We’ve been keeping the Essay Mill Database up to date on a monthly basis (Feb ‘24 numbers will be out mid-March) but it’s been a while since we posted about them.?
This month, we added a new category labeled “AI Cheating Tech.” This isn’t a widely used phrase, we're using it to highlight a mixed bag of tools and services that either actively circumvent academic integrity tools like AI classifiers or Plagiarism detectors or are designed to be (or could be) used during assessments.?
Among our list, a few are for answering quiz/multiple choice questions, several are explicitly for writing papers (but offer some pretty amazing productivity tools as well), and still others are explicitly advertised as tools to “Bypass AI Detectors” (below). Several have very legitimate business use cases for content marketing and copywriting and require some additional research.?
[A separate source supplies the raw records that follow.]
use arboard::Clipboard;
use macroquad::prelude::*;

use portalcast::config::Config;
use portalcast::grid::{get_closest_side, split_position, vec_angle};
use portalcast::level::{layout_to_string, LevelState};
use portalcast::{Block, CellMap, Compass, HitKind, Mirror, Player, PlayerInput, Raycaster, Wall};

/// Gamemode toggles for the sandbox.
#[derive(PartialEq)]
enum Mode {
    Play,
    Map,
}

/// Raycasting sandbox: walk around in play mode, edit the level in map mode.
struct Sandbox {
    config: Config,
    map: CellMap,
    player: Player,
    raycaster: Raycaster,
    visible_distance: f32,

    mode: Mode,
    /// Cells already touched during the current mouse drag.
    edited_cells: Vec<(i32, i32)>,
    mouse_down: bool,
    /// First half of a portal link being placed.
    first_portal: Option<((i32, i32), Compass)>,
}

impl Sandbox {
    fn new(config: Config) -> Self {
        let map = CellMap::new(
            config.grid.columns,
            config.grid.rows,
            config.grid.square_size,
        );
        let start = Vec2::new(
            (config.player.start_x as f32 + 0.5) * map.square_size,
            (config.player.start_y as f32 + 0.5) * map.square_size,
        );
        let mut player = Player::new(config.player.radius_ratio * map.square_size, start);
        player.speed = config.player.speed;
        player.sprint_multiplier = config.player.sprint_multiplier;
        player.turn_rate = config.player.turn_rate;

        let raycaster = Raycaster::new(config.raycaster.fov, config.raycaster.ray_count);
        // no ray can be longer than the map diagonal
        let diagonal = 2f32.sqrt() * config.grid.columns.max(config.grid.rows) as f32;
        let visible_distance = config.raycaster.visible_distance.min(diagonal);

        Sandbox {
            config,
            map,
            player,
            raycaster,
            visible_distance,
            mode: Mode::Play,
            edited_cells: Vec::new(),
            mouse_down: false,
            first_portal: None,
        }
    }

    fn collect_input(&self) -> PlayerInput {
        PlayerInput {
            forward: is_key_down(KeyCode::W),
            backward: is_key_down(KeyCode::S),
            left: is_key_down(KeyCode::A),
            right: is_key_down(KeyCode::D),
            turn_left: is_key_down(KeyCode::Left),
            turn_right: is_key_down(KeyCode::Right),
            sprint: is_key_down(KeyCode::LeftShift),
        }
    }

    /// Side length of one cell on screen in the map view.
    fn cell_px(&self) -> f32 {
        let columns = self.map.columns.max(self.map.rows) as f32;
        screen_width().min(screen_height()) / columns
    }

    fn handle_keys(&mut self) {
        if is_key_pressed(KeyCode::Space) {
            self.mode = if self.mode == Mode::Play {
                Mode::Map
            } else {
                Mode::Play
            };
        }
        if is_key_pressed(KeyCode::C) && self.mode == Mode::Map {
            self.copy_layout_to_clipboard();
        }
        if is_key_pressed(KeyCode::R) {
            self.player.direction = -self.player.direction;
        }
        if is_key_pressed(KeyCode::Backspace) && self.mode == Mode::Map {
            self.map.clear();
        }
        if is_key_pressed(KeyCode::F5) {
            let level = LevelState::from_map_and_player(&self.map, &self.player);
            match level.save_to_file(&self.config.level.path) {
                Ok(()) => println!("Level saved to {}", self.config.level.path),
                Err(e) => eprintln!("{}", e),
            }
        }
        if is_key_pressed(KeyCode::F9) {
            match LevelState::load_from_file(&self.config.level.path) {
                Ok(level) => {
                    self.map = level.restore_map();
                    level.restore_player(&mut self.player);
                    println!("Level loaded from {}", self.config.level.path);
                }
                Err(e) => eprintln!("{}", e),
            }
        }
    }

    /// Handle map-mode mouse editing: paint walls, toggle mirror sides,
    /// link portal sides, erase.
    fn handle_mouse(&mut self) {
        if is_mouse_button_pressed(MouseButton::Left) || is_mouse_button_pressed(MouseButton::Right)
        {
            self.mouse_down = true;
        }
        if is_mouse_button_released(MouseButton::Left)
            || is_mouse_button_released(MouseButton::Right)
        {
            self.mouse_down = false;
            self.edited_cells.clear();
        }
        if !self.mouse_down {
            return;
        }

        let (mouse_x, mouse_y) = mouse_position();
        let scale = self.map.square_size / self.cell_px();
        let world = Vec2::new(mouse_x * scale, mouse_y * scale);
        let (cell, frac) = split_position(world, self.map.square_size);
        let closest_side = get_closest_side(frac);

        if cell.0 < 0 || cell.0 >= self.map.columns || cell.1 < 0 || cell.1 >= self.map.rows {
            return;
        }
        let player_cell = split_position(self.player.position, self.map.square_size).0;
        if cell == player_cell || self.edited_cells.contains(&cell) {
            return;
        }

        if is_mouse_button_down(MouseButton::Left) {
            if is_key_down(KeyCode::LeftShift) {
                self.toggle_mirror_side(cell, closest_side);
            } else if is_key_down(KeyCode::LeftControl) {
                self.place_portal_side(cell, closest_side);
            } else {
                self.map
                    .set_block(cell.0, cell.1, Block::Wall(Wall::Normal));
                self.edited_cells.push(cell);
            }
        } else if is_mouse_button_down(MouseButton::Right) {
            self.map.set_block(cell.0, cell.1, Block::Empty);
            self.edited_cells.push(cell);
        }
    }

    fn toggle_mirror_side(&mut self, cell: (i32, i32), side: Compass) {
        let mirror = match self.map.block_at(cell.0, cell.1) {
            Block::Mirror(existing) => {
                let mut mirror = *existing;
                mirror.toggle(side);
                mirror
            }
            _ => Mirror::new(Compass::ALL),
        };
        self.map.set_block(cell.0, cell.1, Block::Mirror(mirror));
        self.edited_cells.push(cell);
    }

    fn place_portal_side(&mut self, cell: (i32, i32), side: Compass) {
        match self.first_portal.take() {
            None => {
                self.first_portal = Some((cell, side));
                self.edited_cells.push(cell);
            }
            Some((first_cell, first_side)) => {
                if !(first_cell == cell && first_side == side) {
                    self.map.link_sides(first_cell, first_side, cell, side);
                    self.edited_cells.push(first_cell);
                    self.edited_cells.push(cell);
                }
            }
        }
    }

    fn copy_layout_to_clipboard(&self) {
        let layout = layout_to_string(&self.map, &self.player);
        match Clipboard::new() {
            Ok(mut clipboard) => {
                if let Err(e) = clipboard.set_text(&layout) {
                    println!("Failed to copy to clipboard: {}", e);
                } else {
                    println!("Level layout copied to clipboard!");
                    // keep clipboard alive so clipboard managers can capture it
                    std::thread::sleep(std::time::Duration::from_millis(100));
                }
            }
            Err(e) => {
                println!("Failed to access clipboard: {}", e);
            }
        }
    }

    fn update(&mut self) {
        self.handle_keys();
        if self.mode == Mode::Map {
            self.handle_mouse();
        } else {
            let input = self.collect_input();
            self.player.update(&input, &self.map);
        }

        let facing = vec_angle(self.player.direction);
        self.raycaster.cast_rays(
            &self.map,
            self.player.position,
            facing,
            self.visible_distance,
        );
    }

    fn hit_color(hit: HitKind, brightness: f32) -> Color {
        let base = match hit {
            HitKind::Wall(Wall::Normal) => (255, 255, 255),
            HitKind::Wall(Wall::Border) => (90, 90, 140),
            HitKind::Mirror => (64, 224, 224),
            HitKind::Portal => (128, 0, 255),
            HitKind::Exhausted => (0, 0, 0),
        };
        Color::from_rgba(
            (base.0 as f32 * brightness) as u8,
            (base.1 as f32 * brightness) as u8,
            (base.2 as f32 * brightness) as u8,
            255,
        )
    }

    /// First-person strip: one screen column per ray, wall height by the
    /// ray's total distance, colored by what it ended on.
    fn draw_first_person(&self) {
        let visual = &self.config.visual;
        clear_background(Color::from_rgba(
            visual.background_r,
            visual.background_g,
            visual.background_b,
            255,
        ));
        // sky and ground split
        draw_rectangle(
            0.0,
            0.0,
            screen_width(),
            screen_height() / 2.0,
            Color::from_rgba(200, 200, 200, 255),
        );
        draw_rectangle(
            0.0,
            screen_height() / 2.0,
            screen_width(),
            screen_height() / 2.0,
            Color::from_rgba(50, 50, 50, 255),
        );

        let count = self.raycaster.ray_data.len().max(1);
        let column_width = screen_width() / count as f32;
        for (i, (_, ray)) in self.raycaster.ray_data.iter().enumerate() {
            let Some(last) = ray.segments.last() else {
                continue;
            };
            if last.hit == HitKind::Exhausted {
                continue;
            }
            let distance = ray.total_distance.max(0.05);
            let height = (screen_height() / distance).min(screen_height());
            let brightness = (1.0 - distance / self.visible_distance).clamp(0.15, 1.0);
            draw_rectangle(
                i as f32 * column_width,
                (screen_height() - height) / 2.0,
                column_width,
                height,
                Self::hit_color(last.hit, brightness),
            );
        }
    }

    /// Top-down map view: cells, ray fan, player.
    fn draw_map(&self) {
        let visual = &self.config.visual;
        clear_background(Color::from_rgba(
            visual.background_r,
            visual.background_g,
            visual.background_b,
            255,
        ));
        let cell_px = self.cell_px();
        let scale = cell_px / self.map.square_size;

        for y in 0..self.map.rows {
            for x in 0..self.map.columns {
                self.draw_cell(x, y, cell_px);
            }
        }

        if visual.show_grid {
            let grid_color = Color::from_rgba(70, 70, 70, 255);
            for x in 0..=self.map.columns {
                let px = x as f32 * cell_px;
                draw_line(px, 0.0, px, self.map.rows as f32 * cell_px, 1.0, grid_color);
            }
            for y in 0..=self.map.rows {
                let py = y as f32 * cell_px;
                draw_line(0.0, py, self.map.columns as f32 * cell_px, py, 1.0, grid_color);
            }
        }

        // ray fan
        for (_, ray) in &self.raycaster.ray_data {
            if visual.ray_points_mode {
                for point in &ray.points {
                    draw_circle(point.x * scale, point.y * scale, 1.5, YELLOW);
                }
            } else {
                for segment in &ray.segments {
                    draw_line(
                        segment.start.x * scale,
                        segment.start.y * scale,
                        segment.end.x * scale,
                        segment.end.y * scale,
                        1.0,
                        Self::hit_color(segment.hit, 0.6),
                    );
                }
            }
        }

        // armed portal side marker
        if let Some((cell, side)) = self.first_portal {
            for index in side.subrect_indices() {
                self.draw_subrect(cell, index, cell_px, Color::from_rgba(255, 0, 255, 160));
            }
        }

        // player body and heading
        let center = self.player.position * scale;
        draw_circle(center.x, center.y, self.player.radius * scale, WHITE);
        let tip = center + self.player.direction * self.player.radius * scale;
        draw_line(center.x, center.y, tip.x, tip.y, 2.0, BLACK);

        let revision = format!("revision: {}", self.map.revision());
        let info = [
            "MAP MODE",
            "click: wall | shift+click: mirror side | ctrl+click: portal link",
            "right click: erase | C: copy layout | F5/F9: save/load",
            "Space: play mode | Backspace: clear | Esc: quit",
            revision.as_str(),
        ];
        for (i, line) in info.iter().enumerate() {
            draw_text(line, 10.0, 20.0 + i as f32 * 18.0, 20.0, WHITE);
        }
    }

    fn draw_cell(&self, x: i32, y: i32, cell_px: f32) {
        let px = x as f32 * cell_px;
        let py = y as f32 * cell_px;
        match self.map.block_at(x, y) {
            Block::Empty => {}
            Block::Wall(_) => draw_rectangle(px, py, cell_px, cell_px, WHITE),
            Block::Mirror(mirror) => {
                draw_rectangle_lines(px, py, cell_px, cell_px, cell_px / 8.0, WHITE);
                if !mirror.sides.is_empty() {
                    for index in mirror.sides.subrect_indices() {
                        self.draw_subrect(
                            (x, y),
                            index,
                            cell_px,
                            Color::from_rgba(64, 64, 64, 255),
                        );
                    }
                }
            }
            Block::Portal(portal) => {
                draw_rectangle(px, py, cell_px, cell_px, WHITE);
                if portal.has_links() {
                    for index in portal.subrect_indices() {
                        self.draw_subrect(
                            (x, y),
                            index,
                            cell_px,
                            Color::from_rgba(128, 0, 255, 255),
                        );
                    }
                }
            }
        }
    }

    /// Fill one square of a cell's 3x3 sub-area layout.
    fn draw_subrect(&self, cell: (i32, i32), index: usize, cell_px: f32, color: Color) {
        let sub = cell_px / 3.0;
        let offset_x = (index % 3) as f32 * sub;
        let offset_y = (index / 3) as f32 * sub;
        draw_rectangle(
            cell.0 as f32 * cell_px + offset_x,
            cell.1 as f32 * cell_px + offset_y,
            sub,
            sub,
            color,
        );
    }

    fn draw(&self) {
        match self.mode {
            Mode::Play => self.draw_first_person(),
            Mode::Map => self.draw_map(),
        }
    }
}

fn window_conf() -> Conf {
    Conf {
        window_title: "Portalcast".to_string(),
        window_width: 1366,
        window_height: 768,
        ..Default::default()
    }
}

#[macroquad::main(window_conf)]
async fn main() {
    let config = Config::load();
    let mut sandbox = Sandbox::new(config);

    loop {
        if is_key_pressed(KeyCode::Escape) {
            break;
        }
        sandbox.update();
        sandbox.draw();
        next_frame().await
    }
}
Unfortunately, we haven't tracked these for as long, so the chart appears that they came out of nowhere (the reality is that they were not yet on the radar, and Similarweb, which provides the rest of the data, is only a 3-month look back).
Chart Updates:
The big news is when we look at year-over-year data (now that we have a full 12 months captured). Jan ‘23 vs Jan ‘24 is down almost 50% (47.7%!) for the essay mill traffic we found/sourced.?
Month-over-month, from Dec ‘23 to Jan ‘24, we saw a slight decline in traffic to Essay Mills and AI Cheating Tech sites (perhaps attributable to the end of the semester, holiday, and beginning of Spring ‘24 semesters).?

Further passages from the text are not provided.